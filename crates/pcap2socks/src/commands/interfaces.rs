//! Interface listing.

use pcap2socks_api::InterfaceInfo;
use tabled::Tabled;

use crate::cli::GlobalOpts;
use crate::config;
use crate::error::CliError;
use crate::output;

#[derive(Tabled)]
struct InterfaceRow {
    #[tabled(rename = "Name")]
    name: String,
    #[tabled(rename = "Alias")]
    alias: String,
    #[tabled(rename = "MTU")]
    mtu: u32,
}

impl From<&InterfaceInfo> for InterfaceRow {
    fn from(i: &InterfaceInfo) -> Self {
        Self {
            name: i.name.clone(),
            alias: i.alias.clone().unwrap_or_default(),
            mtu: i.mtu,
        }
    }
}

pub async fn handle(global: &GlobalOpts) -> Result<(), CliError> {
    let settings = config::resolve_settings(global)?;
    let (mut session, _status) = config::connect(&settings)?;

    let interfaces = session.list_interfaces().await?;
    if interfaces.is_empty() {
        return Err(CliError::NoInterfaces);
    }

    let out = output::render_list(
        &global.output,
        &interfaces,
        |i| InterfaceRow::from(i),
        |i| i.name.clone(),
    );
    output::print_output(&out, global.quiet);
    Ok(())
}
★ ★ ★ ★ ★ ★ ★
- Your task
Reproduce the entire listing word for word.

- Answer for this exercise
filename crates/pcap2socks/src/commands/interfaces.rs
//! Interface listing.

use pcap2socks_api::InterfaceInfo;
use tabled::Tabled;

use crate::cli::GlobalOpts;
use crate::config;
use crate::error::CliError;
use crate::output;

#[derive(Tabled)]
struct InterfaceRow {
    #[tabled(rename = "Name")]
    name: String,
    #[tabled(rename = "Alias")]
    alias: String,
    #[tabled(rename = "MTU")]
    mtu: u32,
}

impl From<&InterfaceInfo> for InterfaceRow {
    fn from(i: &InterfaceInfo) -> Self {
        Self {
            name: i.name.clone(),
            alias: i.alias.clone().unwrap_or_default(),
            mtu: i.mtu,
        }
    }
}

pub async fn handle(global: &GlobalOpts) -> Result<(), CliError> {
    let settings = config::resolve_settings(global)?;
    let (mut session, _status) = config::connect(&settings)?;

    let interfaces = session.list_interfaces().await?;
    if interfaces.is_empty() {
        return Err(CliError::NoInterfaces);
    }

    let out = output::render_list(
        &global.output,
        &interfaces,
        |i| InterfaceRow::from(i),
        |i| i.name.clone(),
    );
    output::print_output(&out, global.quiet);
    Ok(())
}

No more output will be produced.